“What do you mean? Please, please Mr. Herriton, don’t be mysterious: there isn’t the time. Any moment Harriet may be down, and we shan’t have decided how to behave to her. Sawston was different: we had to keep up appearances. But here we must speak out, and I think I can trust you to do it. Otherwise we’ll never start clear.”
“Pray let us start clear,” said Philip, pacing up and down the room. “Permit me to begin by asking you a question. In which capacity have you come to Monteriano—spy or traitor?”
“Spy!” she answered, without a moment’s hesitation. She was standing by the little Gothic window as she spoke—the hotel had been a palace once—and with her finger she was following the curves of the moulding as if they might feel beautiful and strange. “Spy,” she repeated, for Philip was bewildered at learning her guilt so easily, and could not answer a word. “Your mother has behaved dishonourably all through. She never wanted the child; no harm in that; but she is too proud to let it come to me. She has done all she could to wreck things; she did not tell you everything; she has told Harriet nothing at all; she has lied or acted lies everywhere. I cannot trust your mother. So I have come here alone—all across Europe; no one knows it; my father thinks I am in Normandy—to spy on Mrs. Herriton. Don’t let’s argue!” for he had begun, almost mechanically, to rebuke her for impertinence. “If you are here to get the child, I will help you; if you are here to fail, I shall get it instead of you.”
“It is hopeless to expect you to believe me,” he stammered. “But I can assert that we are here to get the child, even if it costs us all we’ve got.
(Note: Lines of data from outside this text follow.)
use clap::{Parser, Subcommand};
use std::path::PathBuf;

#[derive(Parser)]
#[command(name = "chaptercast")]
#[command(author, version, about = "Audiobook chapter streaming server")]
pub struct Cli {
    /// Path to config file
    #[arg(short, long, global = true)]
    pub config: Option<PathBuf>,

    /// Enable verbose logging
    #[arg(short, long, global = true)]
    pub verbose: bool,

    #[command(subcommand)]
    pub command: Commands,
}

#[derive(Subcommand)]
pub enum Commands {
    /// Start the streaming server with web player
    Serve {
        /// Host to bind to (overrides config and environment)
        #[arg(long)]
        host: Option<String>,

        /// Port to listen on (overrides config and environment)
        #[arg(short, long)]
        port: Option<u16>,
    },

    /// Resolve and print the chapter manifest
    Chapters {
        /// Output as JSON
        #[arg(long)]
        json: bool,
    },

    /// Validate configuration file
    Validate {
        /// Config file to validate (uses default if not specified)
        config: Option<PathBuf>,
    },

    /// Display version information
    Version,
}
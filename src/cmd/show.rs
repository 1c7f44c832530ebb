use crate::reports;
use clap::Args;
use keystats::client::{ApiClient, FetchState};
use keystats::error::StatsResult;
use keystats::models::Id;

#[derive(Args, Debug, Clone)]
pub struct ShowArgs {
    /// Metric record id
    #[arg(long)]
    pub id: Id,
}

pub async fn run(args: ShowArgs, client: &ApiClient) -> StatsResult<()> {
    let metric = FetchState::from_result("metric", client.metric(args.id).await);
    let Some(m) = metric.data() else {
        reports::print_placeholder(&metric);
        return Ok(());
    };

    let (keyboard, layout) = tokio::join!(client.keyboard(m.keyboard), client.layout(m.layout));
    let keyboard = FetchState::from_result("keyboard", keyboard);
    let layout = FetchState::from_result("layout", layout);

    reports::print_metric_detail(m, &keyboard, &layout);
    Ok(())
}
mod bars;
mod tables;

pub use self::tables::{
    comparison as print_comparison, corpora as print_corpora, hand_balance as print_hand_balance,
    keyboards as print_keyboards, layouts as print_layouts, metric_detail as print_metric_detail,
    metrics as print_metrics, selection_options as print_selection_options,
};

use keystats::client::FetchState;

/// What a panel shows instead of data that failed to load.
pub fn placeholder<T>(state: &FetchState<T>) -> String {
    match state.error() {
        Some(msg) => format!("❌ {}", msg),
        None => "—".to_string(),
    }
}

pub fn print_placeholder<T>(state: &FetchState<T>) {
    println!("{}", placeholder(state));
}
use super::bars::{format_value, progress_bar};
use super::{placeholder, print_placeholder};
use comfy_table::presets::ASCII_FULL;
use comfy_table::{Attribute, Cell, CellAlignment, Color, ContentArrangement, Table};
use keystats::client::{Dataset, FetchState};
use keystats::models::{Corpus, Id, Keyboard, Layout, LayoutPreview, Metric, MetricField};
use keystats::pipeline::{compute_hand_percents, ComparisonRow, DiffTone, MetricRange};
use keystats::selection::{corpora as available_corpora, Selection, Side};
use std::collections::BTreeMap;
use strum::IntoEnumIterator;

fn new_table() -> Table {
    let mut table = Table::new();
    table
        .load_preset(ASCII_FULL)
        .set_content_arrangement(ContentArrangement::Dynamic);
    table
}

fn right_align_from(table: &mut Table, first: usize, last: usize) {
    for i in first..=last {
        if let Some(col) = table.column_mut(i) {
            col.set_cell_alignment(CellAlignment::Right);
        }
    }
}

fn opt_num<T: ToString>(v: Option<T>) -> String {
    v.map(|x| x.to_string()).unwrap_or_else(|| "—".to_string())
}

pub fn corpora(state: &FetchState<Vec<Corpus>>) {
    let Some(items) = state.data() else {
        print_placeholder(state);
        return;
    };

    let mut table = new_table();
    table.add_row(vec![
        Cell::new("ID").add_attribute(Attribute::Bold),
        Cell::new("Corpus").add_attribute(Attribute::Bold),
        Cell::new("Language"),
        Cell::new("Symbols"),
        Cell::new("Size"),
        Cell::new("Description"),
    ]);
    right_align_from(&mut table, 3, 4);

    for c in items {
        table.add_row(vec![
            Cell::new(c.id),
            Cell::new(&c.name).add_attribute(Attribute::Bold),
            Cell::new(&c.language),
            Cell::new(opt_num(c.unique_symbols)),
            Cell::new(opt_num(c.size)),
            Cell::new(&c.description),
        ]);
    }
    println!("\n{}", table);
}

pub fn keyboards(state: &FetchState<Vec<Keyboard>>) {
    let Some(items) = state.data() else {
        print_placeholder(state);
        return;
    };

    let mut table = new_table();
    table.add_row(vec![
        Cell::new("ID").add_attribute(Attribute::Bold),
        Cell::new("Keyboard").add_attribute(Attribute::Bold),
        Cell::new("Form factor"),
        Cell::new("Keys"),
        Cell::new("Rows"),
    ]);
    right_align_from(&mut table, 3, 4);

    for k in items {
        table.add_row(vec![
            Cell::new(k.id),
            Cell::new(&k.name).add_attribute(Attribute::Bold),
            Cell::new(&k.form_factor),
            Cell::new(opt_num(k.keys)),
            Cell::new(opt_num(k.rows)),
        ]);
    }
    println!("\n{}", table);
}

pub fn layouts(state: &FetchState<Vec<Layout>>, previews: &[LayoutPreview]) {
    let Some(items) = state.data() else {
        print_placeholder(state);
        return;
    };

    let mut table = new_table();
    table.add_row(vec![
        Cell::new("ID").add_attribute(Attribute::Bold),
        Cell::new("Layout").add_attribute(Attribute::Bold),
        Cell::new("Language"),
        Cell::new("Previews"),
        Cell::new("Description"),
    ]);
    right_align_from(&mut table, 3, 3);

    for l in items {
        let preview_count = previews.iter().filter(|p| p.layout == l.id).count();
        table.add_row(vec![
            Cell::new(l.id),
            Cell::new(&l.name).add_attribute(Attribute::Bold),
            Cell::new(&l.language),
            Cell::new(preview_count),
            Cell::new(&l.description),
        ]);
    }
    println!("\n{}", table);
}

/// Filtered metric list; every cell carries a bar scaled to the dataset range.
pub fn metrics(rows: &[&Metric], fields: &[MetricField], ranges: &BTreeMap<MetricField, MetricRange>) {
    if rows.is_empty() {
        println!("No metrics match the current filter.");
        return;
    }

    let mut table = new_table();
    let mut header = vec![
        Cell::new("Layout").add_attribute(Attribute::Bold),
        Cell::new("Keyboard"),
        Cell::new("Corpus"),
        Cell::new("L% | R%").fg(Color::Cyan),
    ];
    header.extend(fields.iter().map(|f| Cell::new(f.label())));
    table.add_row(header);
    right_align_from(&mut table, 3, 3 + fields.len());

    for m in rows {
        let hands = compute_hand_percents(&m.finger_usages());
        let mut cells = vec![
            Cell::new(m.display_name()).add_attribute(Attribute::Bold),
            Cell::new(&m.keyboard_name),
            Cell::new(&m.corpus_name),
            Cell::new(format!("{:.1} | {:.1}", hands.left, hands.right)).fg(Color::Cyan),
        ];
        for &field in fields {
            let value = m.value(field);
            let bar = match value {
                Some(v) => progress_bar(ranges.get(&field).copied().unwrap_or_default().fraction(v)),
                None => String::new(),
            };
            cells.push(Cell::new(format!("{}\n{}", format_value(field, value), bar)));
        }
        table.add_row(cells);
    }
    println!("\n{}", table);
}

fn tone_color(tone: DiffTone) -> Option<Color> {
    match tone {
        DiffTone::Better => Some(Color::Green),
        DiffTone::Worse => Some(Color::Red),
        DiffTone::Neutral => None,
    }
}

fn panel_title(m: &Metric) -> String {
    format!("{}\n{} · {}", m.display_name(), m.keyboard_name, m.corpus_name)
}

pub fn comparison(reference: &Metric, current: &Metric, rows: &[ComparisonRow]) {
    let mut table = new_table();
    table.add_row(vec![
        Cell::new("Metric").add_attribute(Attribute::Bold),
        Cell::new(panel_title(reference)),
        Cell::new(panel_title(current)).add_attribute(Attribute::Bold),
        Cell::new("Δ").add_attribute(Attribute::Bold),
    ]);
    right_align_from(&mut table, 1, 3);

    let mut last_group = None;
    for row in rows {
        let group = row.field.group();
        if last_group != Some(group) {
            table.add_row(vec![Cell::new(group.to_string()).fg(Color::Cyan)]);
            last_group = Some(group);
        }

        let delta_cell = match &row.diff {
            Some(diff) => {
                let cell = Cell::new(diff.display());
                match tone_color(diff.tone()) {
                    Some(color) => cell.fg(color),
                    None => cell,
                }
            }
            None => Cell::new("—"),
        };

        table.add_row(vec![
            Cell::new(row.field.label()),
            Cell::new(format_value(row.field, row.reference)),
            Cell::new(format_value(row.field, row.current)),
            delta_cell,
        ]);
    }
    println!("\n{}", table);
}

pub fn hand_balance(metrics: &[&Metric]) {
    let mut table = new_table();
    table.add_row(vec![
        Cell::new("Hand balance").add_attribute(Attribute::Bold),
        Cell::new("Left %"),
        Cell::new("Right %"),
    ]);
    right_align_from(&mut table, 1, 2);

    for m in metrics {
        let hands = compute_hand_percents(&m.finger_usages());
        table.add_row(vec![
            Cell::new(m.display_name()).add_attribute(Attribute::Bold),
            Cell::new(format!("{:.1}", hands.left)),
            Cell::new(format!("{:.1}", hands.right)),
        ]);
    }
    println!("\n{}", table);
}

/// Lists what the next empty dropdown of a panel can be set to.
pub fn selection_options(side: Side, sel: &Selection, dataset: &Dataset) {
    let metrics = dataset.metrics();
    let (level, options): (&str, Vec<(Id, Option<&str>)>) = if sel.corpus.is_none() {
        let options = match dataset.corpora.data() {
            Some(items) => items.iter().map(|c| (c.id, Some(c.name.as_str()))).collect(),
            None => available_corpora(metrics).into_iter().map(|id| (id, None)).collect(),
        };
        ("corpus", options)
    } else if sel.keyboard.is_none() {
        let ids = sel.keyboard_options(metrics);
        ("keyboard", ids.into_iter().map(|id| (id, dataset.keyboard_name(id))).collect())
    } else {
        let ids = sel.layout_options(metrics);
        ("layout", ids.into_iter().map(|id| (id, dataset.layout_name(id))).collect())
    };

    if options.is_empty() {
        println!("{} panel: no {} options available.", side, level);
        return;
    }

    let mut table = new_table();
    table.add_row(vec![
        Cell::new(format!("{} panel: choose a {}", side, level)).add_attribute(Attribute::Bold),
        Cell::new("ID"),
    ]);
    right_align_from(&mut table, 1, 1);
    for (id, name) in options {
        table.add_row(vec![Cell::new(name.unwrap_or("(unnamed)")), Cell::new(id)]);
    }
    println!("\n{}", table);
}

pub fn metric_detail(m: &Metric, keyboard: &FetchState<Keyboard>, layout: &FetchState<Layout>) {
    println!("\n📊 {} (metric #{})", m.display_name(), m.id);
    let keyboard = match keyboard.data() {
        Some(k) => format!("{} [{}]", k.name, k.form_factor),
        None => placeholder(keyboard),
    };
    let layout = match layout.data() {
        Some(l) => format!("{} ({})", l.name, l.language),
        None => placeholder(layout),
    };
    println!("   Keyboard: {}", keyboard);
    println!("   Layout:   {}", layout);
    println!("   Corpus:   {}", m.corpus_name);

    let mut table = new_table();
    table.add_row(vec![
        Cell::new("Metric").add_attribute(Attribute::Bold),
        Cell::new("Value"),
    ]);
    right_align_from(&mut table, 1, 1);

    let mut last_group = None;
    for field in MetricField::iter() {
        let group = field.group();
        if last_group != Some(group) {
            table.add_row(vec![Cell::new(group.to_string()).fg(Color::Cyan)]);
            last_group = Some(group);
        }
        table.add_row(vec![
            Cell::new(field.label()),
            Cell::new(format_value(field, m.value(field))),
        ]);
    }

    let hands = compute_hand_percents(&m.finger_usages());
    table.add_row(vec![
        Cell::new("Hand balance (L | R)").add_attribute(Attribute::Bold),
        Cell::new(format!("{:.1}% | {:.1}%", hands.left, hands.right)),
    ]);
    println!("{}", table);
}
use crate::error::{StatsError, StatsResult};
use clap::{parser::ValueSource, ArgMatches, Args};
use serde::{Deserialize, Serialize};
use std::fs;
use std::path::Path;
use std::time::Duration;

pub const DEFAULT_API_URL: &str = "http://localhost:8000/api";

/// Connection settings for the analyzer backend.
///
/// Doubles as a set of global CLI flags and as a JSON config file. Values given
/// explicitly on the command line win over the file.
#[derive(Args, Debug, Clone, Serialize, Deserialize)]
#[serde(default)]
pub struct ClientSettings {
    #[arg(global = true, long, default_value = DEFAULT_API_URL)]
    pub api_url: String,

    #[arg(global = true, long, default_value_t = 30)]
    pub timeout_secs: u64,

    // 0 keeps the "fail once, show the error" behaviour
    #[arg(global = true, long, default_value_t = 0)]
    pub max_retries: u32,
    #[arg(global = true, long, default_value_t = 200)]
    pub retry_base_ms: u64,
    #[arg(global = true, long, default_value_t = 5_000)]
    pub retry_max_ms: u64,
}

impl Default for ClientSettings {
    fn default() -> Self {
        Self {
            api_url: DEFAULT_API_URL.to_string(),
            timeout_secs: 30,
            max_retries: 0,
            retry_base_ms: 200,
            retry_max_ms: 5_000,
        }
    }
}

impl ClientSettings {
    pub fn load_from_file<P: AsRef<Path>>(path: P) -> StatsResult<Self> {
        let content = fs::read_to_string(path)?;
        let settings: ClientSettings = serde_json::from_str(&content)?;
        settings.validate()?;
        Ok(settings)
    }

    pub fn validate(&self) -> StatsResult<()> {
        if !(self.api_url.starts_with("http://") || self.api_url.starts_with("https://")) {
            return Err(StatsError::Url(format!(
                "api_url must start with http:// or https://, got '{}'",
                self.api_url
            )));
        }
        if self.timeout_secs == 0 {
            return Err(StatsError::Config("timeout_secs must be positive".into()));
        }
        Ok(())
    }

    pub fn timeout(&self) -> Duration {
        Duration::from_secs(self.timeout_secs)
    }

    /// Base URL without trailing slashes, ready for `{base}/metrics/` joins.
    pub fn base_url(&self) -> &str {
        self.api_url.trim_end_matches('/')
    }

    pub fn merge_from_cli(&mut self, cli: &ClientSettings, matches: &ArgMatches) {
        macro_rules! update_if_present {
            ($field:ident, $arg_name:expr) => {
                if matches.value_source($arg_name) == Some(ValueSource::CommandLine) {
                    self.$field = cli.$field.clone();
                }
            };
        }

        update_if_present!(api_url, "api_url");
        update_if_present!(timeout_secs, "timeout_secs");
        update_if_present!(max_retries, "max_retries");
        update_if_present!(retry_base_ms, "retry_base_ms");
        update_if_present!(retry_max_ms, "retry_max_ms");
    }
}
use crate::reports;
use keystats::client::{ApiClient, FetchState};
use keystats::error::StatsResult;

pub async fn corpora(client: &ApiClient) -> StatsResult<()> {
    let state = FetchState::from_result("corpora", client.corpora().await);
    reports::print_corpora(&state);
    Ok(())
}

pub async fn keyboards(client: &ApiClient) -> StatsResult<()> {
    let state = FetchState::from_result("keyboards", client.keyboards().await);
    reports::print_keyboards(&state);
    Ok(())
}

pub async fn layouts(client: &ApiClient) -> StatsResult<()> {
    // Previews are optional decoration; the layout list stands on its own.
    let (layouts, previews) = tokio::join!(client.layouts(), client.layout_previews());
    let layouts = FetchState::from_result("layouts", layouts);
    let previews = FetchState::from_result("layout previews", previews);
    reports::print_layouts(&layouts, previews.items());
    Ok(())
}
My mother has fixed no money limit whatever. I am here to carry out her instructions. I think that you will approve of them, as you have practically dictated them. I do not approve of them. They are absurd.”
She nodded carelessly. She did not mind what he said. All she wanted was to get the baby out of Monteriano.
“Harriet also carries out your instructions,” he continued. “She, however, approves of them, and does not know that they proceed from you. I think, Miss Abbott, you had better take entire charge of the rescue party. I have asked for an interview with Signor Carella tomorrow morning. Do you acquiesce?”
She nodded again.
“Might I ask for details of your interview with him? They might be helpful to me.”
He had spoken at random. To his delight she suddenly collapsed. Her hand fell from the window. Her face was red with more than the reflection of evening.
“My interview—how do you know of it?”
“From Perfetta, if it interests you.”
“Who ever is Perfetta?”
“The woman who must have let you in.”
“In where?”
“Into Signor Carella’s house.”
“Mr. Herriton!” she exclaimed. “How could you believe her? Do you suppose that I would have entered that man’s house, knowing about him all that I do? I think you have very odd ideas of what is possible for a lady. I hear you wanted Harriet to go. Very properly she refused. Eighteen months ago I might have done such a thing. But I trust I have learnt how to behave by now.”